USA TODAY has put out the call for the nation's top students to be a part of the paper's 15th annual All-USA College Academic Team. Sixty students will be chosen altogether, with the top twenty compromising the First Team. All members will be featured in a two-page color spread in the paper in February 2005. In addition, the twenty First Team members will each receive a $2,500 cash reward in recognition of their abilities.

The newspaper has a tradition of honoring the nation's best students that is almost two decades old. In 1987 Pat Ordovensky, an education reporter for the paper, noticed that it honored exceptional athletes by placing them on an All-USA Sports Team. He thought it appropriate that the country's best scholars, not just athletes, be honored as well, since it is their abilities that can greatly benefit our society. A high school program was begun, followed in 1990 by a four-year college program, and a two-year college program in 1991. The program itself was fashioned after an all-star sports team, with twenty slots filled by students who each excelled in different areas.

The nominee must be a full-time undergraduate of at least sophomore standing, and of course must excel academically. But the award will not honor good grades alone. An equally important element will be the student's reputation as a leader both on and off campus. The student will be expected to have achieved some sort of original academic or intellectual endeavor, which may have been in scholarly research, the arts, literature, community service, or public affairs. The judges will know very little firsthand about this project, and instead will be influenced by the nominee's ability to describe the effort in an essay. This essay carries the most weight in the judging process.

Make no mistake; these judges are definitely looking for the best of the best.

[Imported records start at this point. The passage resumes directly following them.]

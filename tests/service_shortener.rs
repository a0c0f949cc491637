mod common;

use std::collections::HashSet;
use std::fs;

use flatlink::prelude::*;
use tempfile::TempDir;

#[test]
fn test_shorten_and_lookup_round_trip() {
    let (shortener, _dir) = common::create_test_shortener();

    let short_url = shortener.shorten_url("http://www.testurl.com").unwrap();

    let rest = short_url.strip_prefix("http://sucu.ri/").unwrap();
    assert!(!rest.is_empty());

    let record = shortener.get_shorturl_info(&short_url).unwrap().unwrap();
    assert_eq!(record.long_url, "http://www.testurl.com");
    assert_eq!(record.short_url, short_url);
}

#[test]
fn test_shorten_returns_persisted_record() {
    let (shortener, _dir) = common::create_test_shortener();

    let record = shortener.shorten("https://example.com/a?b=c").unwrap();
    let stored = shortener.get_shorturl_info(&record.short_url).unwrap();

    assert_eq!(stored, Some(record));
}

#[test]
fn test_invalid_url_leaves_store_unchanged() {
    let (shortener, _dir) = common::create_test_shortener();
    shortener.shorten_url("http://www.abc123.com").unwrap();

    let before = shortener.repository().count().unwrap();

    for bad in ["www.abc123.com", "", "not a url", "mailto:a@b.com", "http://"] {
        let result = shortener.shorten_url(bad);
        assert!(
            matches!(result, Err(AppError::InvalidInput { .. })),
            "'{bad}' should be rejected"
        );
    }

    assert_eq!(shortener.repository().count().unwrap(), before);
}

#[test]
fn test_invalid_url_on_fresh_store_creates_no_file() {
    let (shortener, _dir) = common::create_test_shortener();

    assert!(shortener.shorten_url("www.abc123.com").is_err());
    assert!(!shortener.config().store_path.exists());
}

#[test]
fn test_short_urls_are_unique() {
    let (shortener, _dir) = common::create_test_shortener();

    let mut seen = HashSet::new();
    for i in 0..200 {
        let url = if i % 2 == 0 {
            "http://www.same.com".to_string()
        } else {
            format!("http://www.example.com/{i}")
        };
        assert!(seen.insert(shortener.shorten_url(&url).unwrap()));
    }

    assert_eq!(shortener.repository().count().unwrap(), 200);
}

#[test]
fn test_same_long_url_gets_new_alias_each_time() {
    let (shortener, _dir) = common::create_test_shortener();

    let first = shortener.shorten_url("http://www.testurl.com").unwrap();
    let second = shortener.shorten_url("http://www.testurl.com").unwrap();

    assert_ne!(first, second);

    let oldest = shortener
        .find_by_long_url("http://www.testurl.com")
        .unwrap()
        .unwrap();
    assert_eq!(oldest.short_url, first);
}

#[test]
fn test_lookup_is_idempotent() {
    let (shortener, _dir) = common::create_test_shortener();
    let short_url = shortener.shorten_url("http://www.testurl.com").unwrap();

    let first = shortener.get_shorturl_info(&short_url).unwrap();
    let second = shortener.get_shorturl_info(&short_url).unwrap();

    assert!(first.is_some());
    assert_eq!(first, second);
}

#[test]
fn test_lookup_of_unknown_url_is_not_found() {
    let (shortener, _dir) = common::create_test_shortener();

    // Before the store exists
    assert!(shortener
        .get_shorturl_info("http://domain/never-issued")
        .unwrap()
        .is_none());

    shortener.shorten_url("http://www.testurl.com").unwrap();

    // After it exists
    assert!(shortener
        .get_shorturl_info("http://sucu.ri/invalid-url-not-in-db")
        .unwrap()
        .is_none());
}

#[test]
fn test_alias_exhausted_when_every_candidate_is_taken() {
    let dir = TempDir::new().unwrap();
    let path = dir.path().join("full.db.json");

    // Occupy every one-character hex alias.
    {
        let repo = JsonlRecordRepository::new(&path);
        for c in "0123456789abcdef".chars() {
            let record = Record::now("http://filler.com".to_string(), format!("http://sucu.ri/{c}"));
            repo.append(&record).unwrap();
        }
    }

    // One-character aliases and a single retry that stays at one character.
    let config = ShortenerConfig::new(path.to_str(), Some("http://sucu.ri"))
        .with_min_alias_length(1)
        .with_max_attempts(1);
    let shortener = ShortenerService::open(config);

    let result = shortener.shorten_url("http://www.testurl.com");

    assert!(matches!(result, Err(AppError::AliasExhausted { attempts: 1 })));
    assert_eq!(common::line_count(&path), 16);
}

#[test]
fn test_collision_resolves_by_lengthening() {
    let dir = TempDir::new().unwrap();
    let path = dir.path().join("full.db.json");

    {
        let repo = JsonlRecordRepository::new(&path);
        for c in "0123456789abcdef".chars() {
            let record = Record::now("http://filler.com".to_string(), format!("http://sucu.ri/{c}"));
            repo.append(&record).unwrap();
        }
    }

    // Attempt lengths run 1, 1, 2: the third candidate cannot collide.
    let config = ShortenerConfig::new(path.to_str(), Some("http://sucu.ri"))
        .with_min_alias_length(1)
        .with_max_attempts(2);
    let shortener = ShortenerService::open(config);

    let short_url = shortener.shorten_url("http://www.testurl.com").unwrap();
    let alias = short_url.strip_prefix("http://sucu.ri/").unwrap();

    assert_eq!(alias.len(), 2);
    assert_eq!(common::line_count(&path), 17);
}

#[test]
fn test_shorten_into_unwritable_location_is_io_failure() {
    let dir = TempDir::new().unwrap();
    let path = dir.path().join("no-such-dir").join("db.json");

    let config = ShortenerConfig::new(path.to_str(), Some("http://sucu.ri"));
    let shortener = ShortenerService::open(config);

    let result = shortener.shorten_url("http://www.testurl.com");
    assert!(matches!(result, Err(AppError::Io(_))));
}

#[test]
fn test_malformed_lines_do_not_hide_later_records() {
    let (shortener, _dir) = common::create_test_shortener();
    let path = shortener.config().store_path.clone();

    fs::write(&path, "garbage\n{\"shorturl\":1}\n").unwrap();

    let short_url = shortener.shorten_url("http://www.testurl.com").unwrap();
    let record = shortener.get_shorturl_info(&short_url).unwrap().unwrap();

    assert_eq!(record.long_url, "http://www.testurl.com");
    assert_eq!(shortener.repository().corrupt_lines_seen(), 2);
}

#[test]
fn test_default_domain_prefix() {
    let dir = TempDir::new().unwrap();
    let path = dir.path().join("default.db.json");

    let shortener = ShortenerService::open(ShortenerConfig::new(path.to_str(), Some("")));
    let short_url = shortener.shorten_url("http://www.testurl.com").unwrap();

    assert!(short_url.starts_with("http:///"));
}

#[test]
fn test_shorten_after_interrupted_write_is_retrievable() {
    let (shortener, _dir) = common::create_test_shortener();
    let path = shortener.config().store_path.clone();

    shortener.shorten_url("http://www.abc123.com").unwrap();
    let mut content = fs::read_to_string(&path).unwrap();
    content.push_str(r#"{"created_at":"2024-01-15 10:30:00","shorturl":"http://sucu"#);
    fs::write(&path, content).unwrap();

    let short_url = shortener.shorten_url("http://www.testurl.com").unwrap();
    let record = shortener.get_shorturl_info(&short_url).unwrap().unwrap();

    assert_eq!(record.long_url, "http://www.testurl.com");
}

To understand how competitive the award really is, consider two members of the 2004 First Team: Lubna Ahmad and Alexander Bradford. February of last year, Ahmad was a Junior at Arizona State, majoring in biomedical engineering. She invented and is waiting for a patent on a non-invasive breath sensor used in medical applications. She developed and taught a summer robotics-engineering program, and in addition taught and composed on the piano. Bradford, a Senior at Stanford University, worked as a volunteer with AIDS patients in Africa and Haiti, and lobbied for giving developing nations more access to antiviral AIDS drugs. He co-founded the AIDS Treatment Access Initiative, which sponsored walks across the country and was able to donate large sums of money to other AIDS organizations. Both students carried 4.0 averages at the times of their nomination.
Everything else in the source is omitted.